1. Field of the Invention
The invention relates to a safety binding for skiing, more particularly a safety binding that is adjustable to receive an article of footwear, such as a ski boot, having support projections of various dimensions, such as thicknesses.
2. Background Information
A safety binding for skiing should allow the release of the skier's boot to prevent injury to the foot in the case of an accidental transverse movement of the boot, which may occur during a fall, for example, or, in general, to protect the foot from injury when the forces exerted on the boot exceed predetermined values.
Safety bindings for the practice of ski touring must meet these release requirements. A ski touring binding must also enable the boot to rotate about a transverse axis relative to the ski, located at the front of the boot during the ascent phases, so that the heel of the skier can move away from the ski in order to exert optimum thrust. Such a binding must also make it possible to dampen substantial torsional forces between the boot and the ski during the descent phases.
The ski touring binding sold by Fritschi Corporation under the name Diamir Freeride includes a plate that is pivotally mounted relative to a front baseplate. The front baseplate is adapted to be fixed rigidly to the ski. The binding also includes a rear baseplate adapted to be fixed rigidly to the ski. The plate is selectively released from, or fixed to, the rear baseplate. A toe piece is pivotally mounted about a vertical axis on the front end of the plate. The toe piece has a body that is laterally elongated to form two wings for supporting the foot transversely. A heel piece is fixed to the rear end of the plate.

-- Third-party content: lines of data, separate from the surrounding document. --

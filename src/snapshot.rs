//! Owned, serializable copies of vehicles for whoever sits on the other side of
//! a channel or a file.

use crate::{
    geometry::Point,
    network::Perceptron,
    vehicle::{ControlSource, Identity, Vehicle},
};
use serde::{Deserialize, Serialize};

#[derive(Debug, Clone, PartialEq, Serialize, Deserialize)]
pub struct VehicleSnapshot {
    pub identity: Identity,
    pub x: f64,
    pub y: f64,
    pub angle: f64,
    pub velocity: f64,
    pub damaged: bool,
    pub score: u32,
    pub polygon: Vec<Point>,
    pub control: ControlSource,
    #[serde(default, skip_serializing_if = "Option::is_none")]
    pub brain: Option<Perceptron>,
}

impl From<&Vehicle> for VehicleSnapshot {
    fn from(v: &Vehicle) -> Self {
        Self {
            identity: v.identity(),
            x: v.x(),
            y: v.y(),
            angle: v.angle(),
            velocity: v.velocity(),
            damaged: v.damaged(),
            score: v.score(),
            polygon: v.polygon().to_vec(),
            control: v.control_source(),
            brain: v.brain().cloned(),
        }
    }
}
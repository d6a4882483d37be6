use approx::assert_abs_diff_eq;
use autopilot::{
    constants::AUTOPILOT_START_Y, Blind, Identity, Kinematics, Network, Perceptron, Road, RoadLayout,
    Vehicle,
};
use serde_json::json;

/// A brain whose forward neuron fires without any sensor signal and whose
/// other neurons never do
fn forward_only(inputs: usize) -> Perceptron {
    let brain = json!({
        "layers": [{
            "biases": [-0.5, 0.0, 0.0, 0.0],
            "weights": vec![vec![0.5; 4]; inputs],
        }]
    });
    Perceptron::from_str(&brain.to_string()).unwrap()
}

#[test]
fn test_agent_accelerates_to_cap_and_drives_straight() {
    let road = Road::new(RoadLayout::default());
    let sensor = Blind::default();
    let start_x = road.lane_center(1);
    let mut v = Vehicle::agent(
        Identity::Trainee {
            generation: 0,
            index: 0,
        },
        start_x,
        AUTOPILOT_START_Y,
        Kinematics::default(),
        forward_only(5),
    );

    let mut last_y = v.y();
    for tick in 0..200 {
        v.tick(road.borders(), &[], &sensor).unwrap();
        assert!(!v.damaged(), "damaged on tick {tick}");
        assert_eq!(0., v.angle());
        assert_abs_diff_eq!(v.x(), start_x, epsilon = 1e-9);
        assert!(v.y() <= last_y);
        last_y = v.y();
    }

    let k = Kinematics::default();
    assert_abs_diff_eq!(v.velocity(), k.max_velocity - k.friction, epsilon = 1e-9);
    assert!(v.y() < AUTOPILOT_START_Y - 400.);
}

#[test]
fn test_agent_stops_at_traffic() {
    let road = Road::new(RoadLayout::default());
    let mut v = Vehicle::agent(
        Identity::Trainee {
            generation: 0,
            index: 0,
        },
        road.lane_center(1),
        AUTOPILOT_START_Y,
        Kinematics::default(),
        forward_only(5),
    );
    // parked in the same lane, well inside a few hundred ticks
    let parked = Vehicle::scripted(
        Identity::Traffic { index: 0 },
        road.lane_center(1),
        -100.,
        Kinematics {
            max_velocity: 0.,
            ..Kinematics::traffic()
        },
    );
    let traffic = [parked];

    for _ in 0..500 {
        v.tick(road.borders(), &traffic, &Blind::default()).unwrap();
    }
    assert!(v.damaged());
    let frozen = v.y();
    v.tick(road.borders(), &traffic, &Blind::default()).unwrap();
    assert_eq!(frozen, v.y());
    assert!(frozen > -100.);
}

#[test]
fn test_overtaking_scores() {
    let road = Road::new(RoadLayout::default());
    let mut v = Vehicle::agent(
        Identity::Trainee {
            generation: 0,
            index: 0,
        },
        road.lane_center(0),
        AUTOPILOT_START_Y,
        Kinematics::default(),
        forward_only(5),
    );
    let mut traffic = vec![Vehicle::scripted(
        Identity::Traffic { index: 0 },
        road.lane_center(2),
        0.,
        Kinematics::traffic(),
    )];

    for _ in 0..1_000 {
        for t in traffic.iter_mut() {
            t.tick(road.borders(), &[], &Blind::default()).unwrap();
        }
        v.tick(road.borders(), &traffic, &Blind::default()).unwrap();
        v.credit_overtake(&traffic[0]);
    }
    assert!(!v.damaged());
    assert_eq!(1, v.score());
}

The body of the toe piece is relatively compact and is in a relatively raised position; it allows for a fairly substantial pivoting of the plate in the ascent position.
A spring is housed within the front end of the plate. The spring returns the toe piece body toward a position for retaining the foot of the skier. The spring defines the transverse force of the skier's foot beyond which the boot of the skier is released by the toe piece. The boot then pushes back one of the wings and pivots the toe piece body forward until it is released.
The vertical support of the boot by the toe piece is obtained by blocking a front projection between two supports. To this end, the front projection is held between an edge of the body forming an upper stop and a support surface arranged in the plate and forming a lower stop. Ski touring boots and downhill ski boots have front projections of different thicknesses. To enable this binding to be used with both ski touring boots and downhill ski boots, the toe piece body is mounted to slide vertically relative to the plate. The rotation of an adjusting screw makes it possible to lower or raise the toe piece body with respect to the plate.
This binding does not guarantee optimum guiding of the ski in the descent position. Indeed, the support of the plate forming the lower stop is at a distance of 40 millimeters (mm) from the surface of the ski in order to facilitate forward pivoting of the plate. The ski boot is then held in a relatively raised position, which is unfavorable for controlling the ski, i.e., unfavorable to the guiding and steering of the ski. No known solution has made it possible to lower the support of the plate without affecting the space requirement of the toe piece and the ability of the toe piece to tilt in the ascent position.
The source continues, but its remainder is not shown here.